Джесси рассказала Джону об отце Тома Бентона, умершем от туберкулеза, когда дети еще были малолетними, об умерших от чахотки трех сестрах отца, а через год — двух его братьях. Тогда Том изучал право в Нашвилле, был принят в коллегию адвокатов и выбран в законодательное собрание Теннесси. Когда в 1812 году вспыхнула война, он пошел добровольцем в чине полковника, сражался под началом Эндрю Джэксона. Придя попрощаться с матерью, Том был вынужден признаться, что у него ранняя стадия чахотки, поскольку у него повышенная температура, кашель; мать могла судить по его истонченному скелету, что он не спит по ночам. Женщина-поселенка понимала, что может лишиться последнего и самого многообещающего ребенка.

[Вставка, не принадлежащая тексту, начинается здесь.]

//! Playback engine
//!
//! The engine is a single tokio task that owns the queue store and the one
//! audio output of the session. It is the only consumer of three inputs:
//!
//! - control requests from [`Player`] handles
//! - output events (ready, time, duration, ended, error)
//! - the settlement of an in-flight `play()` call
//!
//! Because everything funnels through one task, transitions apply in the
//! order they were dispatched and the output is never touched concurrently.
//!
//! # Track identity
//!
//! The loaded track is identified by its queue entry id, not its index, so
//! edits that only shift positions (removing an earlier entry, moving entries
//! around) never reload audio. Every load gets a fresh [`LoadId`]; output
//! events and play settlements carrying an older id are ignored.
//!
//! # Play/pause sequencing
//!
//! While a `play()` call is settling, further play, pause and stop requests
//! are not sent to the output. The last of them is remembered and applied
//! once the pending call resolves.

use crate::config::PlaybackConfig;
use crate::entry::{EntryFactory, EntryId, QueueEntry};
use crate::error::{OutputError, QueueError, Result};
use crate::events::PlaybackEvent;
use crate::output::{AudioOutput, LoadId, OutputEvent, OutputEventKind, OutputEvents, PlayFuture};
use crate::player::Player;
use crate::store::{QueueAction, QueueState, QueueStore};
use crate::types::{PlaybackStatus, RepeatMode};
use crate::volume::{self, Volume};
use cadence_core::TrackId;
use rand::rngs::StdRng;
use rand::{Rng, SeedableRng};
use std::sync::Arc;
use tokio::sync::{broadcast, mpsc, oneshot};
use tokio::task::JoinHandle;
use tracing::{debug, error, info, trace, warn};

/// Control requests, one per Control Surface operation
#[derive(Debug)]
pub(crate) enum Command {
    Play,
    Pause,
    TogglePlay,
    Stop,
    Next,
    Previous,
    Seek(f64),
    SetVolume(f32),
    ToggleMute,
    SetShuffle(bool),
    ToggleShuffle,
    SetRepeat(RepeatMode),
    CycleRepeat,
    Append(QueueEntry),
    AppendMany(Vec<QueueEntry>),
    Replace(Vec<QueueEntry>),
    InsertNext(QueueEntry),
    Remove(EntryId),
    Clear,
    Move { from: usize, to: usize },
    PlayFromIndex(usize),
    Shutdown,
}

/// A command with its reply slot
#[derive(Debug)]
pub(crate) struct Request {
    pub(crate) command: Command,
    pub(crate) reply: oneshot::Sender<Result<()>>,
}

/// Transport intent held back while a play call settles
#[derive(Debug, Clone, Copy, PartialEq, Eq)]
enum Intent {
    Play,
    Pause,
    Stop,
}

/// The media currently pointed at by the output
#[derive(Debug)]
struct LoadedTrack {
    entry_id: EntryId,
    load_id: LoadId,
    /// Output reported it can start
    ready: bool,
    /// Start as soon as the output is ready
    autoplay: bool,
    /// Output confirmed playback of this load
    playing: bool,
    /// Output reported a media error for this load
    failed: bool,
    /// Played to its natural end
    ended: bool,
}

struct PendingPlay {
    load_id: LoadId,
    future: PlayFuture,
}

/// Single owner of the queue store and the audio output
pub struct PlaybackEngine<O: AudioOutput> {
    store: QueueStore,
    output: O,
    output_events: OutputEvents,
    requests: mpsc::Receiver<Request>,
    events: broadcast::Sender<PlaybackEvent>,
    volume: Volume,
    rng: StdRng,
    last_load: LoadId,
    loaded: Option<LoadedTrack>,
    pending_play: Option<PendingPlay>,
    deferred: Option<Intent>,
    status: PlaybackStatus,
}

— Это конец моим надеждам, — плакала она. — Том, оставайся дома, я уложу тебя в постель, стану ухаживать.

— Нет, мама, — ответил он, — с такой болезнью не шутят. Если я обречен, тогда лучше отдать последние несколько месяцев жизни сражениям за свою страну.

Том Бентон присоединился к своему полку и совершил переход на юг, навстречу английским войскам. И не собирался уступать смерти. Иконокласт по природе, с восприимчивым умом к любой радикальной мысли, кажущейся разумной, он считал, что чувствует себя лучше на свежем воздухе, подвергая свое тело испытаниям, которые все считали опасными для него. На рассвете и при закате солнца он купался в холодных реках, растирал тело грубым полотенцем, сбрасывал одежду, когда выдавалась возможность полежать нагим под солнцем, он не пил и не курил, прилагал невероятные усилия в поисках яиц и молока для утреннего завтрака и, вместо того чтобы нежить свое тело, буквально насиловал его в форсированных маршах. К концу лета он нарастил двадцать фунтов твердых мускулов.

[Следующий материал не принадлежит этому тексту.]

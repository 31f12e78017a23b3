//! Queue entries
//!
//! An entry is one occurrence of a track in the queue. The same track can be
//! queued many times, so entries carry their own id, minted from the track id,
//! the insertion time and a per-factory sequence number.

use cadence_core::{Source, Track};
use chrono::{DateTime, Utc};
use serde::{Deserialize, Serialize};
use std::fmt;
use std::sync::atomic::{AtomicU64, Ordering};

/// Queue-unique entry identifier
#[derive(Debug, Clone, PartialEq, Eq, Hash, Serialize, Deserialize)]
#[serde(transparent)]
pub struct EntryId(String);

impl EntryId {
    pub fn new(id: impl Into<String>) -> Self {
        Self(id.into())
    }

    pub fn as_str(&self) -> &str {
        &self.0
    }
}

impl fmt::Display for EntryId {
    fn fmt(&self, f: &mut fmt::Formatter<'_>) -> fmt::Result {
        f.write_str(&self.0)
    }
}

/// One queued track with its provenance
#[derive(Debug, Clone, PartialEq, Serialize)]
#[serde(rename_all = "camelCase")]
pub struct QueueEntry {
    pub id: EntryId,
    /// Copy of the catalog track taken at enqueue time
    pub track: Track,
    pub source: Source,
    pub added_at: DateTime<Utc>,
}

/// Mints queue entries with unique ids
#[derive(Debug, Default)]
pub struct EntryFactory {
    sequence: AtomicU64,
}

impl EntryFactory {
    pub fn new() -> Self {
        Self::default()
    }

    /// Wrap a track in a fresh entry
    pub fn create(&self, track: Track, source: Source) -> QueueEntry {
        let added_at = Utc::now();
        let sequence = self.sequence.fetch_add(1, Ordering::Relaxed);
        let id = EntryId(format!(
            "{}-{}-{}",
            track.id,
            added_at.timestamp_millis(),
            sequence
        ));

        QueueEntry {
            id,
            track,
            source,
            added_at,
        }
    }

    /// Wrap a batch of tracks, preserving their order, under one source
    pub fn create_batch(&self, tracks: &[Track], source: &Source) -> Vec<QueueEntry> {
        tracks
            .iter()
            .map(|track| self.create(track.clone(), source.clone()))
            .collect()
    }
}
/// Snapshot of the play queue
#[derive(Debug, Clone, PartialEq, Serialize)]
#[serde(rename_all = "camelCase")]
pub struct QueueState {
    entries: Vec<QueueEntry>,
    current_index: Option<usize>,
    is_playing: bool,
    is_paused: bool,
    is_shuffled: bool,
    repeat_mode: RepeatMode,
    volume: f32,
    current_time: f64,
    duration: f64,

    /// Entry order before shuffle was enabled
    #[serde(skip)]
    unshuffled: Vec<EntryId>,
}

impl Default for QueueState {
    fn default() -> Self {
        Self::new(1.0, RepeatMode::Off)
    }
}

/// Apply one transition, returning the new state
///
/// Pure: the input state is never modified, and the same state and action
/// always produce the same result.
pub fn reduce(state: &QueueState, action: QueueAction) -> Result<QueueState, QueueError> {
    let mut next = state.clone();
    next.apply(action)?;
    Ok(next)
}

impl QueueState {
    /// Empty queue with the given volume and repeat mode
    pub fn new(volume: f32, repeat_mode: RepeatMode) -> Self {
        Self {
            entries: Vec::new(),
            current_index: None,
            is_playing: false,
            is_paused: false,
            is_shuffled: false,
            repeat_mode,
            volume: volume::clamp(volume),
            current_time: 0.0,
            duration: 0.0,
            unshuffled: Vec::new(),
        }
    }

    // ===== Accessors =====

    pub fn entries(&self) -> &[QueueEntry] {
        &self.entries
    }

    /// `None` when the queue is empty
    pub fn current_index(&self) -> Option<usize> {
        self.current_index
    }

    pub fn is_playing(&self) -> bool {
        self.is_playing
    }

    pub fn is_paused(&self) -> bool {
        self.is_paused
    }

    pub fn is_shuffled(&self) -> bool {
        self.is_shuffled
    }

    pub fn repeat_mode(&self) -> RepeatMode {
        self.repeat_mode
    }

    pub fn volume(&self) -> f32 {
        self.volume
    }

    pub fn current_time(&self) -> f64 {
        self.current_time
    }

    pub fn duration(&self) -> f64 {
        self.duration
    }

    pub fn len(&self) -> usize {
        self.entries.len()
    }

    pub fn is_empty(&self) -> bool {
        self.entries.is_empty()
    }

    pub fn current_entry(&self) -> Option<&QueueEntry> {
        self.current_index.and_then(|i| self.entries.get(i))
    }

    pub fn current_track(&self) -> Option<&Track> {
        self.current_entry().map(|e| &e.track)
    }

    pub fn position_of(&self, id: &EntryId) -> Option<usize> {
        self.entries.iter().position(|e| &e.id == id)
    }

    /// Entries after the current one, in play order
    pub fn upcoming(&self) -> &[QueueEntry] {
        match self.current_index {
            Some(i) => &self.entries[i + 1..],
            None => &[],
        }
    }

    // ===== Display Helpers =====

    /// Sum of all queued track durations, in seconds
    pub fn total_duration(&self) -> f64 {
        self.entries.iter().map(|e| e.track.duration).sum()
    }

    /// Whether "previous" has somewhere to go without wrapping
    pub fn has_previous(&self) -> bool {
        matches!(self.current_index, Some(i) if i > 0)
    }

    /// Whether "next" has somewhere to go without wrapping
    pub fn has_next(&self) -> bool {
        matches!(self.current_index, Some(i) if i + 1 < self.entries.len())
    }

    /// "3 / 10" style position, 1-based
    pub fn position_label(&self) -> String {
        match self.current_index {
            Some(i) => format!("{} / {}", i + 1, self.entries.len()),
            None => format!("0 / {}", self.entries.len()),
        }
    }

    /// Fraction of the current track played, in [0, 1]
    pub fn progress(&self) -> f64 {
        if self.duration > 0.0 {
            (self.current_time / self.duration).clamp(0.0, 1.0)
        } else {
            0.0
        }
    }

    // ===== Transitions =====

    fn apply(&mut self, action: QueueAction) -> Result<(), QueueError> {
        match action {
            QueueAction::Replace(entries) => {
                if self.is_shuffled {
                    self.unshuffled = shuffle::merge_order(&self.unshuffled, &entries);
                }
                self.entries = entries;
                if self.entries.is_empty() {
                    self.reset_transport();
                } else {
                    self.jump(0);
                }
            }

            QueueAction::Append(entry) => self.append(vec![entry]),

            QueueAction::AppendMany(entries) => self.append(entries),

            QueueAction::Remove(id) => {
                let removed = self
                    .position_of(&id)
                    .ok_or_else(|| QueueError::EntryNotFound(id.clone()))?;

                self.entries.remove(removed);
                self.unshuffled.retain(|known| known != &id);

                if self.entries.is_empty() {
                    self.reset_transport();
                } else if let Some(current) = self.current_index {
                    if removed < current {
                        self.current_index = Some(current - 1);
                    } else if removed == current {
                        self.jump(current.min(self.entries.len() - 1));
                    }
                }
            }

            QueueAction::Clear => {
                self.entries.clear();
                self.unshuffled.clear();
                self.reset_transport();
            }

            QueueAction::Move { from, to } => {
                let len = self.entries.len();
                for index in [from, to] {
                    if index >= len {
                        return Err(QueueError::IndexOutOfRange { index, len });
                    }
                }

                if from != to {
                    let entry = self.entries.remove(from);
                    self.entries.insert(to, entry);

                    if let Some(current) = self.current_index {
                        self.current_index = Some(if current == from {
                            to
                        } else if from < current && current <= to {
                            current - 1
                        } else if to <= current && current < from {
                            current + 1
                        } else {
                            current
                        });
                    }
                }
            }

            QueueAction::SetCurrentIndex(index) => {
                let len = self.entries.len();
                if index >= len {
                    return Err(QueueError::IndexOutOfRange { index, len });
                }
                self.jump(index);
            }

            QueueAction::SetPlaying(playing) => {
                self.is_playing = playing;
                self.is_paused = !playing;
            }

            QueueAction::SetPaused(paused) => {
                self.is_paused = paused;
                self.is_playing = !paused;
            }

            QueueAction::SetShuffle { enabled, seed } => self.set_shuffle(enabled, seed),

            QueueAction::SetRepeat(mode) => self.repeat_mode = mode,

            QueueAction::CycleRepeat => self.repeat_mode = self.repeat_mode.cycle(),

            QueueAction::SetVolume(level) => self.volume = volume::clamp(level),

            QueueAction::SetCurrentTime(time) => self.current_time = non_negative(time),

            QueueAction::SetDuration(duration) => self.duration = non_negative(duration),

            QueueAction::Advance => {
                let Some(current) = self.current_index else {
                    return Ok(());
                };
                let last = self.entries.len() - 1;

                let next = match self.repeat_mode {
                    RepeatMode::One => current,
                    _ if current < last => current + 1,
                    RepeatMode::All => 0,
                    RepeatMode::Off => last,
                };
                self.jump(next);
            }

            QueueAction::Retreat => {
                let Some(current) = self.current_index else {
                    return Ok(());
                };

                let previous = match current.checked_sub(1) {
                    Some(previous) => previous,
                    None if self.repeat_mode == RepeatMode::All => self.entries.len() - 1,
                    None => 0,
                };
                self.jump(previous);
            }
        }

        Ok(())
    }

    fn append(&mut self, entries: Vec<QueueEntry>) {
        if entries.is_empty() {
            return;
        }

        if self.is_shuffled {
            self.unshuffled.extend(entries.iter().map(|e| e.id.clone()));
        }
        self.entries.extend(entries);

        if self.current_index.is_none() {
            self.jump(0);
        }
    }

    fn set_shuffle(&mut self, enabled: bool, seed: u64) {
        if enabled == self.is_shuffled {
            return;
        }

        let current_id = self.current_entry().map(|e| e.id.clone());

        if enabled {
            self.unshuffled = self.entries.iter().map(|e| e.id.clone()).collect();
            let start = self.current_index.map_or(0, |i| i + 1);
            shuffle::shuffle_from(&mut self.entries, start, seed);
        } else {
            let order = std::mem::take(&mut self.unshuffled);
            shuffle::restore_order(&mut self.entries, &order);
            // Same logical entry, same playback position
            self.current_index = current_id.and_then(|id| self.position_of(&id));
        }

        self.is_shuffled = enabled;
    }

    /// Point at `index` and rewind the clock
    fn jump(&mut self, index: usize) {
        self.current_index = Some(index);
        self.current_time = 0.0;
    }

    fn reset_transport(&mut self) {
        self.current_index = None;
        self.is_playing = false;
        self.is_paused = false;
        self.current_time = 0.0;
        self.duration = 0.0;
    }
}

— Страх заставил моего отца, — сказала Джесси. — Этот страх не ослабевал ни на один день в его жизни, и поэтому он не отступал от самодисциплины. Это не только спасло ему жизнь, но и превратило его в бойца. Подумай только, каким ценным человеком он стал благодаря своей храбрости, подумай о той работе, какую он проделал, как твердо противостоял своим противникам и никогда не впадал в отчаяние. Страх — дело хорошее, мой дорогой, он сделал моего отца сильным человеком. Он может сделать тебя великим человеком.

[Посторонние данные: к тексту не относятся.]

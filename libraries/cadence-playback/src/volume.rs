//! Volume control
//!
//! Output volume is a linear level in [0, 1]. Muting drops the level to 0 and
//! remembers the previous level so unmuting can restore it.

/// Clamp a requested level into [0, 1]; NaN maps to silence
pub fn clamp(level: f32) -> f32 {
    if level.is_nan() {
        0.0
    } else {
        level.clamp(0.0, 1.0)
    }
}

/// Volume level with mute memory
#[derive(Debug, Clone, PartialEq)]
pub struct Volume {
    level: f32,
    /// Level restored by unmute
    restore_level: f32,
}

impl Volume {
    pub fn new(level: f32) -> Self {
        let level = clamp(level);
        Self {
            level,
            restore_level: if level > 0.0 { level } else { 1.0 },
        }
    }

    /// Set volume level (clamped), returning the stored value
    pub fn set_level(&mut self, level: f32) -> f32 {
        self.level = clamp(level);
        if self.level > 0.0 {
            self.restore_level = self.level;
        }
        self.level
    }

    pub fn level(&self) -> f32 {
        self.level
    }

    pub fn is_muted(&self) -> bool {
        self.level == 0.0
    }

    /// Toggle between silence and the last audible level
    ///
    /// Returns the new level.
    pub fn toggle_mute(&mut self) -> f32 {
        if self.is_muted() {
            self.level = self.restore_level;
        } else {
            self.restore_level = self.level;
            self.level = 0.0;
        }
        self.level
    }
}

impl Default for Volume {
    fn default() -> Self {
        Self::new(1.0)
    }
}

#[cfg(test)]
mod tests {
    use super::*;

    #[test]
    fn clamp_law() {
        assert_eq!(clamp(1.5), 1.0);
        assert_eq!(clamp(-0.2), 0.0);
        assert_eq!(clamp(0.35), 0.35);
        assert_eq!(clamp(f32::NAN), 0.0);
        assert_eq!(clamp(f32::INFINITY), 1.0);
    }

    #[test]
    fn set_level_clamps() {
        let mut vol = Volume::new(0.5);
        assert_eq!(vol.set_level(2.0), 1.0);
        assert_eq!(vol.level(), 1.0);
    }

    #[test]
    fn toggle_mute_restores_previous_level() {
        let mut vol = Volume::new(0.6);

        assert_eq!(vol.toggle_mute(), 0.0);
        assert!(vol.is_muted());

        assert_eq!(vol.toggle_mute(), 0.6);
        assert!(!vol.is_muted());
    }

    #[test]
    fn unmute_from_zero_falls_back_to_full() {
        let mut vol = Volume::new(0.0);
        assert!(vol.is_muted());
        assert_eq!(vol.toggle_mute(), 1.0);
    }

    #[test]
    fn setting_zero_keeps_restore_level() {
        let mut vol = Volume::new(0.4);
        vol.set_level(0.0);
        assert_eq!(vol.toggle_mute(), 0.4);
    }
}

Джон прошептал с благодарностью:

— Ты добрая, Джесси, ты все понимаешь.

Джесси грустно улыбнулась:

— Я также использовала слабости, чтобы с их помощью создавать себя. Я боялась, что не дотяну до приличного роста, что, будучи женщиной, обнаружу свою слабость, что не смогу понять действительные проблемы и текущую борьбу. Именно поэтому я настойчиво училась и трудилась, чтобы не провалиться, чтобы мой отец и мой муж не считали, что мне не хватает рассудка, отваги и опыта быть их компаньоном.

Какая-то доля угрюмости сошла с лица Джона, его взгляд потеплел, а фигура распрямилась. И Джесси чувствовала, что и в ее жилах закипела кровь. Она остановилась у края болота, мимо которого они шли, обняла его за шею и поцеловала в губы. Это был поцелуй любви, веры и утверждения, такой крепкий, неизгладимый, что слова застряли в его горле.

_/13/_

Сухой осенний ветер срывал листья с платанов и тополей, когда Джесси и Джон вместе с мистером Николлетом и миссис Криттенден встретились в назначенный час в доме пресвитерианского священника, церковь которого посещала Джесси.